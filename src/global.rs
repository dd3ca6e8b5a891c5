//! Process-wide logger
//!
//! A console-only logger is built on first use. It can be replaced once
//! with [`init`] and upgraded once with [`attach_remote`]; both have to
//! happen before other threads start logging. Code that can carry a
//! [`Logger`] handle should prefer that over these functions.

use crate::core::{Field, Logger, LoggerConfig, LoggerError, Result};
use crate::sinks::RemoteTrackerSink;
use parking_lot::RwLock;
use std::sync::{Arc, LazyLock};
use std::time::Duration;

static GLOBAL: LazyLock<RwLock<Arc<Logger>>> = LazyLock::new(|| {
    // Without a console there is nowhere to report anything
    let logger = Logger::console()
        .unwrap_or_else(|e| panic!("failed to build default console logger: {}", e));
    RwLock::new(Arc::new(logger))
});

/// Current process-wide logger
pub fn logger() -> Arc<Logger> {
    GLOBAL.read().clone()
}

/// Replace the default logger with one built from `config`.
///
/// Fails once a remote tracker is attached, since that would drop it.
pub fn init(config: &LoggerConfig) -> Result<()> {
    let logger = Logger::builder().config(config).build()?;
    let mut global = GLOBAL.write();
    if global.has_remote() {
        return Err(LoggerError::AlreadyUpgraded);
    }
    *global = Arc::new(logger);
    Ok(())
}

/// One-time upgrade of the process-wide logger with a remote tracker
pub fn attach_remote(remote: RemoteTrackerSink) -> Result<()> {
    let mut global = GLOBAL.write();
    let upgraded = Logger::clone(&global).attach_remote(remote)?;
    *global = Arc::new(upgraded);
    Ok(())
}

#[track_caller]
pub fn debug(message: impl AsRef<str>, fields: &[Field]) {
    logger().debug(message, fields);
}

#[track_caller]
pub fn info(message: impl AsRef<str>, fields: &[Field]) {
    logger().info(message, fields);
}

#[track_caller]
pub fn warn(message: impl AsRef<str>, fields: &[Field]) {
    logger().warn(message, fields);
}

#[track_caller]
pub fn error(message: impl AsRef<str>, fields: &[Field]) {
    logger().error(message, fields);
}

#[track_caller]
pub fn dpanic(message: impl AsRef<str>, fields: &[Field]) {
    logger().dpanic(message, fields);
}

#[track_caller]
pub fn panic(message: impl AsRef<str>, fields: &[Field]) -> ! {
    logger().panic(message, fields)
}

#[track_caller]
pub fn fatal(message: impl AsRef<str>, fields: &[Field]) -> ! {
    logger().fatal(message, fields)
}

/// Child of the process-wide logger carrying `fields`
pub fn with(fields: &[Field]) -> Logger {
    logger().with(fields)
}

pub fn sync() -> Result<()> {
    logger().sync()
}

/// Drain buffered remote events, waiting at most `timeout`; call before exit
pub fn sync_timeout(timeout: Duration) -> Result<()> {
    logger().sync_timeout(timeout)
}

/// See [`Logger::recover`]
#[track_caller]
pub fn recover<F, R>(rethrow: bool, f: F) -> Option<R>
where
    F: FnOnce() -> R,
{
    logger().recover(rethrow, f)
}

========================================================================

**Task statement:** The lines to return are those in the material above that hold "rethrow".

**Answer area:**
pub fn recover<F, R>(rethrow: bool, f: F) -> Option<R>
    logger().recover(rethrow, f)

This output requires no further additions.